The following list describes fields in the virtual machine resource usage accounting record (type 01) that may be affected by performance changes in VM/ESA 2.1.0. The columns where the field is located are shown in parentheses.
- Milliseconds of processor time used (33-36)
- This is the total processor time charged to a user and includes both CP and emulation time. For most workloads, this should not change much as a result of the changes made in VM/ESA 2.1.0. Exception: CMS intensive workloads that make significant use of DIRLIST, DISCARD, NAMES, NOTE, RECEIVE, SENDFILE, TELL, and VMLINK, and/or Xedit macros such as ALL and SPLTJOIN. Such workloads can experience a significant reduction in total processor time arising from CMS's use of compiled REXX. Most of this decrease will be virtual processor time.
- Milliseconds of virtual processor time (37-40)
- This is the virtual time charged to a user. See the above discussion of total processor time.
- Requested virtual nonspooled I/O starts (49-52)
- This is a total count of requested starts.
All requests may not complete.
The value of this field could change, depending on the system I/O
characteristics, because of two changes made to CP:
- In previous releases, this counter was incremented for each real I/O done. This included the scenario where CP splits a virtual I/O into a separate real I/O for each cylinder involved. In VM/ESA 2.1.0, this counter will be incremented only once per virtual I/O.
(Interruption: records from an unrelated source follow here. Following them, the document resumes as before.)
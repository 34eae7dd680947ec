//! WGS84 to UTM conversion
//!
//! Projection math is delegated to proj4rs; this module only picks the zone,
//! builds the proj string and keeps per-point failures from spoiling a list.

use anyhow::{Result, anyhow, bail};
use proj4rs::proj::Proj;
use proj4rs::transform::transform;
use serde::{Deserialize, Serialize};
use std::collections::HashMap;

use crate::error::{LotError, LotResult};

const WGS84: &str = "+proj=longlat +datum=WGS84 +no_defs";

/// Latitude band letters, 8 degrees each starting at 80S. X covers 72N..84N.
const BAND_LETTERS: &[u8] = b"CDEFGHJKLMNPQRSTUVWX";

/// A point in a UTM zone
#[derive(Debug, Clone, Copy, PartialEq, Serialize, Deserialize)]
pub struct UtmCoord {
    pub easting: f64,
    pub northing: f64,
    pub zone_number: u8,
    pub zone_letter: char,
}

/// A converted lot point: UTM position plus optional elevation in meters
#[derive(Debug, Clone, Copy, PartialEq, Serialize, Deserialize)]
pub struct MetricPoint {
    pub easting: f64,
    pub northing: f64,
    pub elevation: Option<f64>,
    pub zone_number: u8,
    pub zone_letter: char,
}

/// Result of converting a lot's boundary to metric coordinates
#[derive(Debug, Clone, PartialEq, Default, Serialize, Deserialize)]
pub struct MetricConversion {
    /// One row per input point; `None` where the point could not be converted
    pub rows: Vec<Option<MetricPoint>>,
    /// Rows whose zone differs from the first converted row's zone
    pub zone_mismatches: usize,
}

impl MetricConversion {
    /// Converted rows only, in input order
    pub fn valid_rows(&self) -> impl Iterator<Item = &MetricPoint> {
        self.rows.iter().flatten()
    }
}

/// UTM zone number for a longitude: `floor((lon + 180) / 6) + 1`, in 1..=60
pub fn zone_number(lon: f64) -> u8 {
    let zone = ((lon + 180.0) / 6.0).floor() as i64 + 1;
    zone.clamp(1, 60) as u8
}

/// Latitude band letter, or `None` outside the UTM range (80S..84N)
pub fn zone_letter(lat: f64) -> Option<char> {
    if !(-80.0..=84.0).contains(&lat) {
        return None;
    }
    let index = (((lat + 80.0) / 8.0).floor() as usize).min(BAND_LETTERS.len() - 1);
    Some(BAND_LETTERS[index] as char)
}

fn utm_proj(zone: u8, south: bool) -> Result<Proj> {
    let definition = format!(
        "+proj=utm +zone={}{} +datum=WGS84 +units=m +no_defs",
        zone,
        if south { " +south" } else { "" }
    );
    Proj::from_proj_string(&definition)
        .map_err(|e| anyhow!("Invalid UTM projection for zone {zone}: {e:?}"))
}

fn project(source: &Proj, target: &Proj, lat: f64, lon: f64) -> Result<(f64, f64)> {
    // proj4rs takes geographic coordinates in radians
    let mut point = (lon.to_radians(), lat.to_radians(), 0.0);
    transform(source, target, &mut point).map_err(|e| anyhow!("UTM transform failed: {e:?}"))?;
    if !point.0.is_finite() || !point.1.is_finite() {
        bail!("UTM transform produced non-finite coordinates");
    }
    Ok((point.0, point.1))
}

/// Convert one (lat, lon) point to UTM
pub fn to_metric(lat: f64, lon: f64) -> Result<UtmCoord> {
    if !lat.is_finite() || !lon.is_finite() || !(-180.0..=180.0).contains(&lon) {
        bail!("Coordinate out of range: ({lat}, {lon})");
    }
    let zone_letter =
        zone_letter(lat).ok_or_else(|| anyhow!("Latitude {lat} is outside the UTM range"))?;
    let zone_number = zone_number(lon);

    let source = Proj::from_proj_string(WGS84).map_err(|e| anyhow!("Invalid WGS84 definition: {e:?}"))?;
    let target = utm_proj(zone_number, lat < 0.0)?;
    let (easting, northing) = project(&source, &target, lat, lon)?;

    Ok(UtmCoord {
        easting,
        northing,
        zone_number,
        zone_letter,
    })
}

/// Convert a lot's (lat, lon) list, pairing each point with its elevation
///
/// A point that cannot be converted yields a `None` row. Points spread over
/// more than one zone are counted and logged but do not fail the conversion.
///
/// # Errors
/// Fails when `points` and `elevations` differ in length.
pub fn convert_point_list(
    points: &[(f64, f64)],
    elevations: &[Option<f64>],
) -> LotResult<MetricConversion> {
    if points.len() != elevations.len() {
        return Err(LotError::LengthMismatch(format!(
            "{} points, {} elevations",
            points.len(),
            elevations.len()
        )));
    }

    let source = Proj::from_proj_string(WGS84).ok();
    let mut targets: HashMap<(u8, bool), Option<Proj>> = HashMap::new();

    let rows: Vec<Option<MetricPoint>> = points
        .iter()
        .zip(elevations)
        .map(|(&(lat, lon), &elevation)| {
            let source = source.as_ref()?;
            let letter = zone_letter(lat)?;
            if !(-180.0..=180.0).contains(&lon) {
                return None;
            }
            let zone = zone_number(lon);
            let target = targets
                .entry((zone, lat < 0.0))
                .or_insert_with(|| utm_proj(zone, lat < 0.0).ok())
                .as_ref()?;

            match project(source, target, lat, lon) {
                Ok((easting, northing)) => Some(MetricPoint {
                    easting,
                    northing,
                    elevation,
                    zone_number: zone,
                    zone_letter: letter,
                }),
                Err(e) => {
                    tracing::warn!(lat, lon, error = %e, "Point could not be converted to UTM");
                    None
                }
            }
        })
        .collect();

    let reference = rows.iter().flatten().next().map(|r| r.zone_number);
    let zone_mismatches = match reference {
        Some(zone) => rows
            .iter()
            .flatten()
            .filter(|r| r.zone_number != zone)
            .count(),
        None => 0,
    };
    if zone_mismatches > 0 {
        tracing::warn!(
            zone_mismatches,
            "Lot points span more than one UTM zone; check upstream coordinates"
        );
    }

    Ok(MetricConversion {
        rows,
        zone_mismatches,
    })
}

#[cfg(test)]
mod tests {
    use super::*;

    #[test]
    fn test_zone_number() {
        assert_eq!(zone_number(-180.0), 1);
        assert_eq!(zone_number(-46.63), 23);
        assert_eq!(zone_number(3.0), 31);
        assert_eq!(zone_number(180.0), 60);
    }

    #[test]
    fn test_zone_letter() {
        assert_eq!(zone_letter(-23.55), Some('K'));
        assert_eq!(zone_letter(37.77), Some('S'));
        assert_eq!(zone_letter(0.0), Some('N'));
        assert_eq!(zone_letter(83.0), Some('X'));
        assert_eq!(zone_letter(85.0), None);
        assert_eq!(zone_letter(-81.0), None);
    }

    #[test]
    fn test_to_metric_central_meridian() {
        // On the central meridian of zone 31 (3E) at the equator: easting is the false easting
        let utm = to_metric(0.0, 3.0).unwrap();
        assert_eq!(utm.zone_number, 31);
        assert_eq!(utm.zone_letter, 'N');
        assert!((utm.easting - 500_000.0).abs() < 0.01);
        assert!(utm.northing.abs() < 0.01);
    }

    #[test]
    fn test_to_metric_southern_hemisphere_uses_false_northing() {
        let utm = to_metric(-23.5505, -46.6333).unwrap();
        assert_eq!(utm.zone_number, 23);
        assert!(utm.northing > 7_000_000.0 && utm.northing < 7_500_000.0);
        assert!(utm.easting > 300_000.0 && utm.easting < 400_000.0);
    }

    #[test]
    fn test_to_metric_rejects_polar() {
        assert!(to_metric(89.0, 0.0).is_err());
    }

    #[test]
    fn test_small_lot_has_no_zone_mismatch() {
        // ~40 m square
        let points = vec![
            (-23.5500, -46.6300),
            (-23.5500, -46.6296),
            (-23.5504, -46.6296),
            (-23.5504, -46.6300),
        ];
        let elevations = vec![Some(760.0), Some(761.0), None, Some(759.5)];
        let result = convert_point_list(&points, &elevations).unwrap();

        assert_eq!(result.zone_mismatches, 0);
        assert_eq!(result.rows.len(), 4);
        assert!(result.rows.iter().all(|r| r.is_some()));
        assert_eq!(result.rows[2].unwrap().elevation, None);

        let a = result.rows[0].unwrap();
        let b = result.rows[1].unwrap();
        let dx = b.easting - a.easting;
        assert!((dx - 40.8).abs() < 1.0, "dx {}", dx);
    }

    #[test]
    fn test_zone_straddle_is_counted() {
        let points = vec![(10.0, 5.9999), (10.0, 6.0001)];
        let result = convert_point_list(&points, &[None, None]).unwrap();
        assert_eq!(result.zone_mismatches, 1);
    }

    #[test]
    fn test_unconvertible_point_yields_empty_row() {
        let points = vec![(-23.55, -46.63), (89.5, 0.0)];
        let result = convert_point_list(&points, &[Some(1.0), Some(2.0)]).unwrap();
        assert!(result.rows[0].is_some());
        assert!(result.rows[1].is_none());
        assert_eq!(result.valid_rows().count(), 1);
    }

    #[test]
    fn test_length_mismatch() {
        let err = convert_point_list(&[(0.0, 0.0)], &[]).unwrap_err();
        assert!(matches!(err, LotError::LengthMismatch(_)));
    }
}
- In the past, virtual I/Os eligible for minidisk caching, but not
satisfied from the minidisk cache, were not always being counted.
This has been corrected.
- Completed virtual nonspooled I/O starts (73-76)
- This is a total count of completed requests. The previous discussion of "requested virtual nonspooled I/O starts" also applies to this field.
VM Performance Reporting Facility 1.2.1 (VMPRF) requires APAR VM59656 (PTF UM27312) to run on VM/ESA 2.1.0. VMPRF at this service level includes the following functional enhancements:
- 3990-6 cache controller support
- RAMAC support
- LE/370 support
- page active and limit list data have been added to the state sample reports
Realtime Monitor VM/ESA 1.5.2 (RTM/ESA) requires APAR GC05374 (PTF UG03792) to run on VM/ESA 2.1.0. It can be run on CMS11 (or earlier) in 370 mode or on CMS12 in XA mode with CMS370AC on. If it was built on CMS12 and is run on CMS12, it will set CMS370AC on. RTM/ESA at this service level can be built using HLASM Release 2. Support for RAMAC DASD has been added.
Performance Analysis Facility/VM 1.1.3 (VMPAF) will run on VM/ESA 2.1.0 with the same support as VM/ESA 1.2.2.
(1) Minidisk caching considers a track to be in standard format when it meets certain criteria. For example, all DASD records on the track must have the same length and an integral number of these records must fit into a 4KB page. There are other criteria as well; for a complete definition of standard format, see the minidisk caching chapter in VM/ESA CP Diagnosis Reference.